**** Data supplied ****

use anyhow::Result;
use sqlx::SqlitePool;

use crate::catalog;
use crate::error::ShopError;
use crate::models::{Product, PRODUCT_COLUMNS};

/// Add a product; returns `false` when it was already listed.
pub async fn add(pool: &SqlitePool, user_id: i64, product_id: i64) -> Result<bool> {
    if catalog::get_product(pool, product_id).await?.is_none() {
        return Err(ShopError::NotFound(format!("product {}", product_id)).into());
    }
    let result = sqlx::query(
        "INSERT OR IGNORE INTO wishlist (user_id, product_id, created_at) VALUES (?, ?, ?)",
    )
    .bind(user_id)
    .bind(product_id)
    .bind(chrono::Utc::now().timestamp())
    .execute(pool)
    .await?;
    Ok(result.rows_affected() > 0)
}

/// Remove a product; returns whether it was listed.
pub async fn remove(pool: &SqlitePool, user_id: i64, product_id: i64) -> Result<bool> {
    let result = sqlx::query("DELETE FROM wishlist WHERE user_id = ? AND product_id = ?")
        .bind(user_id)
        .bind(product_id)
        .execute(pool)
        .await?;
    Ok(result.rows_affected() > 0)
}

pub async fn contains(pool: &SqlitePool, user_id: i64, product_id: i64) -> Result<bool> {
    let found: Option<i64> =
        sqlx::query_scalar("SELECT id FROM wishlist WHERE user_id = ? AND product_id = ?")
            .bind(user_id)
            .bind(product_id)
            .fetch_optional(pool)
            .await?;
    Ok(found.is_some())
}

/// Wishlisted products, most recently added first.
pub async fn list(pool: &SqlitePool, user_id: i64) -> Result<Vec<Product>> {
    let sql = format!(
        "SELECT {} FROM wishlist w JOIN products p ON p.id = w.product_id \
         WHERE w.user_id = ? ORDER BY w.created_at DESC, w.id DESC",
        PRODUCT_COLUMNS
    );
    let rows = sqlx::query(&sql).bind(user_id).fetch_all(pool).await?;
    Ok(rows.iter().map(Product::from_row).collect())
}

****
**** Data supplied ****

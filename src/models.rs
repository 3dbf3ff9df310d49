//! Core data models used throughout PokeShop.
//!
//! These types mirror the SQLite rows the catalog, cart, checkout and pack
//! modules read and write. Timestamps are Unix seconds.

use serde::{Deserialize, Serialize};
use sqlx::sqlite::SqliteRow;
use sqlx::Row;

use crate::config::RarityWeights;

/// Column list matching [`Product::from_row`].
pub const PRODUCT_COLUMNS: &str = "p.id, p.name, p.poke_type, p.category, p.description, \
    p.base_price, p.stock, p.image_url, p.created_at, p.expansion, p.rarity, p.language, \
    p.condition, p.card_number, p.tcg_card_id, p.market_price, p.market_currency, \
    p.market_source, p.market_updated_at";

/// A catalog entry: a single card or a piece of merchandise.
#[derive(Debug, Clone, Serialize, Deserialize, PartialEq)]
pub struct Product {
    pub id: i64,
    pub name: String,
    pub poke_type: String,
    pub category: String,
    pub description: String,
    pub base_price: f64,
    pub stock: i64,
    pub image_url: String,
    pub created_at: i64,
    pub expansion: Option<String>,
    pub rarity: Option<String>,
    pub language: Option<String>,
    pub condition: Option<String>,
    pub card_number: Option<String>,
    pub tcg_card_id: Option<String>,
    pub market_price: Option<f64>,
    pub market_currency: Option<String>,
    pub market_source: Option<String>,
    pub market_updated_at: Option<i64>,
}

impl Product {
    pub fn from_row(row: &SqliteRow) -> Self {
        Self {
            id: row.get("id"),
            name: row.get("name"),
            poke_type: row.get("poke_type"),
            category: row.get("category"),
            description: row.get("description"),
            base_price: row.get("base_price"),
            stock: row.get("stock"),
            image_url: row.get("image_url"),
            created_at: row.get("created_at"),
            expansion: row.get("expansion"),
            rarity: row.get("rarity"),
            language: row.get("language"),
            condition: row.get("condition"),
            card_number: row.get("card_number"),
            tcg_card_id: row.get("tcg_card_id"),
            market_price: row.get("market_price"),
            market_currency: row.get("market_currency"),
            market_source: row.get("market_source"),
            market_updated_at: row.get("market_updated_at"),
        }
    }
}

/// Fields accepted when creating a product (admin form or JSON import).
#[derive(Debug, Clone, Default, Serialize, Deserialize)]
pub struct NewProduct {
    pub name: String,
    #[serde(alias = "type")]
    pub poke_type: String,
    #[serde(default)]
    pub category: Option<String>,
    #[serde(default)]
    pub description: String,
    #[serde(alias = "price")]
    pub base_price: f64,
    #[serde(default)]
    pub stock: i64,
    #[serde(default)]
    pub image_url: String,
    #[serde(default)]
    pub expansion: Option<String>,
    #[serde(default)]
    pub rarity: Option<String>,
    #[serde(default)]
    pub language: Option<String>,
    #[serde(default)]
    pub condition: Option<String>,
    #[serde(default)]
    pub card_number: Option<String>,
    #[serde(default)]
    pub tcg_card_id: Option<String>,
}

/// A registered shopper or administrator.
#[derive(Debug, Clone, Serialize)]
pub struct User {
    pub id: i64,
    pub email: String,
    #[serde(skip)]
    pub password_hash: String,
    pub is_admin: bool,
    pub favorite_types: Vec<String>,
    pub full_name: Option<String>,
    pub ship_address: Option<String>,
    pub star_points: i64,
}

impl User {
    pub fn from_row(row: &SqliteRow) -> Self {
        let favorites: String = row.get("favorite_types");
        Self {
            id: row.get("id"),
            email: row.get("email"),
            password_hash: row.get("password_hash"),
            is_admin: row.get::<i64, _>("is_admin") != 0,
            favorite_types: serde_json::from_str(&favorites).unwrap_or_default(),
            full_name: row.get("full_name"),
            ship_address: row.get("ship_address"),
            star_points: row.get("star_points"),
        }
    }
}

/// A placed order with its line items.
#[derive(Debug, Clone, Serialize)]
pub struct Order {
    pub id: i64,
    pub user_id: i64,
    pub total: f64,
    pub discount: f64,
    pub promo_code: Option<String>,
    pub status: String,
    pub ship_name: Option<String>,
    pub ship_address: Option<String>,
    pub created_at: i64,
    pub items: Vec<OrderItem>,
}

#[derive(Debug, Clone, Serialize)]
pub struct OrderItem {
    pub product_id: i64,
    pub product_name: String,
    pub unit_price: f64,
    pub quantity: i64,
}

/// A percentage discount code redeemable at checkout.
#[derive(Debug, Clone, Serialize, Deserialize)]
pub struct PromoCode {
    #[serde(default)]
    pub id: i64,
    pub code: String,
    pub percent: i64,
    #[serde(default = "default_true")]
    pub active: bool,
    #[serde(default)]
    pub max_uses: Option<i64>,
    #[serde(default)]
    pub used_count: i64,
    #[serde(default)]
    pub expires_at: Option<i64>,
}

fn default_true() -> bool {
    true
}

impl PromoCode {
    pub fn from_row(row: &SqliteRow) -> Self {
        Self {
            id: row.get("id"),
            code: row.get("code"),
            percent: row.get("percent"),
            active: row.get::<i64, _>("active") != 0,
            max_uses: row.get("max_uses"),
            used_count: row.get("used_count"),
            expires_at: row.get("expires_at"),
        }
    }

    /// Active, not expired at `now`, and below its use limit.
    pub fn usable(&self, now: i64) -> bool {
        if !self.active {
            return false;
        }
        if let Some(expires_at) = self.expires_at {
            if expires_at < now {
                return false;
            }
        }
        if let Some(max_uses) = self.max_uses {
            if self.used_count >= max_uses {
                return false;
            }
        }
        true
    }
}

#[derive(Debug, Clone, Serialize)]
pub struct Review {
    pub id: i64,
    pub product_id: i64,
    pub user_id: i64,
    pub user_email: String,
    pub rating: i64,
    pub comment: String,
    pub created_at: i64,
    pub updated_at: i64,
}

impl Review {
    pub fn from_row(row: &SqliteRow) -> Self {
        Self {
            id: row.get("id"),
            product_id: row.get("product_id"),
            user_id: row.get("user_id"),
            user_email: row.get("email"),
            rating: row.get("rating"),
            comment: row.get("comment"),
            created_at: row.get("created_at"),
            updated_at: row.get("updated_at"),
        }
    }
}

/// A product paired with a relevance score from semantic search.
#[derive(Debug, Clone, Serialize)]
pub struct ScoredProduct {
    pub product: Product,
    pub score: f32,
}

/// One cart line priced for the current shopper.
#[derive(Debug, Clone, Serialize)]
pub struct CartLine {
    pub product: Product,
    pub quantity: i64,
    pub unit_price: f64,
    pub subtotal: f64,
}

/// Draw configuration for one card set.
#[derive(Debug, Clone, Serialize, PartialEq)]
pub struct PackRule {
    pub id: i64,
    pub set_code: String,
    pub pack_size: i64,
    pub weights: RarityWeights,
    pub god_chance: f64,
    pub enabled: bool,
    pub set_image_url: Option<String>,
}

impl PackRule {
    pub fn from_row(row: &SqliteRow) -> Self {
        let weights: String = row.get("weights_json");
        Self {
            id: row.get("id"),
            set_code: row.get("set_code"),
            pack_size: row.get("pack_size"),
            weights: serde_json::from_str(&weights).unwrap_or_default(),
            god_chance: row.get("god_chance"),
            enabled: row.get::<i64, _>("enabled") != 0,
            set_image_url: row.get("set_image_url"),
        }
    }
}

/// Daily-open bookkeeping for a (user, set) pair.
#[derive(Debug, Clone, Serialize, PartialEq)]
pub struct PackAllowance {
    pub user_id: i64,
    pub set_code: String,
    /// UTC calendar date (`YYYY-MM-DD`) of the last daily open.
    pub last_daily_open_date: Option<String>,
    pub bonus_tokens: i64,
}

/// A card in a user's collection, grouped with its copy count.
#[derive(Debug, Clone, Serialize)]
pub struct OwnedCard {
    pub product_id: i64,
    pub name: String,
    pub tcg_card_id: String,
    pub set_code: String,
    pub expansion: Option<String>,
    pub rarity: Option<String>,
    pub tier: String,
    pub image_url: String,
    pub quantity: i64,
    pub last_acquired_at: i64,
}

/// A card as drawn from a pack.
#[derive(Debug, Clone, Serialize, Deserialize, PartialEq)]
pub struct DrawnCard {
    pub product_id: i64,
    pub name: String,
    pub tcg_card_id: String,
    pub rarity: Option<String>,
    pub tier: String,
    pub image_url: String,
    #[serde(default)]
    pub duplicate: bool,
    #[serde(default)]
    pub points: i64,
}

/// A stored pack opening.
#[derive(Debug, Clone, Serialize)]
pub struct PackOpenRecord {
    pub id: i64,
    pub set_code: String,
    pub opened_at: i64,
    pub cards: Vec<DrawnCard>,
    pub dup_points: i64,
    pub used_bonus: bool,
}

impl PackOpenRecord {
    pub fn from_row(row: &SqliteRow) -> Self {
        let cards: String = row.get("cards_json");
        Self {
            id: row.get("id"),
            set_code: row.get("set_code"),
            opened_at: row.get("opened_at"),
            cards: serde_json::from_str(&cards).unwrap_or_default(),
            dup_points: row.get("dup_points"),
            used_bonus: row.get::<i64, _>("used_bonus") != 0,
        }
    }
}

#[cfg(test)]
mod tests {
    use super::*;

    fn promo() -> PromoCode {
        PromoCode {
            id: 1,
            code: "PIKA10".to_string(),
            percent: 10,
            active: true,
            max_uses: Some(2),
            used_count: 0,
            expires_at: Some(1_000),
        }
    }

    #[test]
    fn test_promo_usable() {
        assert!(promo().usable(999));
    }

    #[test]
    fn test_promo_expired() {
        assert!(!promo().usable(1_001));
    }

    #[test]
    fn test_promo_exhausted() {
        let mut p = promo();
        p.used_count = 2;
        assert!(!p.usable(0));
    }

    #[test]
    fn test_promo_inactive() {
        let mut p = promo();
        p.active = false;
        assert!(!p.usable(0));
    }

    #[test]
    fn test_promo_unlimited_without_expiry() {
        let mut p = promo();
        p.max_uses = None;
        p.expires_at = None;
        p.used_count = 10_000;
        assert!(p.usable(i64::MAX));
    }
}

****

Only lines with the word "await" are wanted, so copy each one from the records.

    if catalog::get_product(pool, product_id).await?.is_none() {
    .await?;
        .await?;
            .await?;
    let rows = sqlx::query(&sql).bind(user_id).fetch_all(pool).await?;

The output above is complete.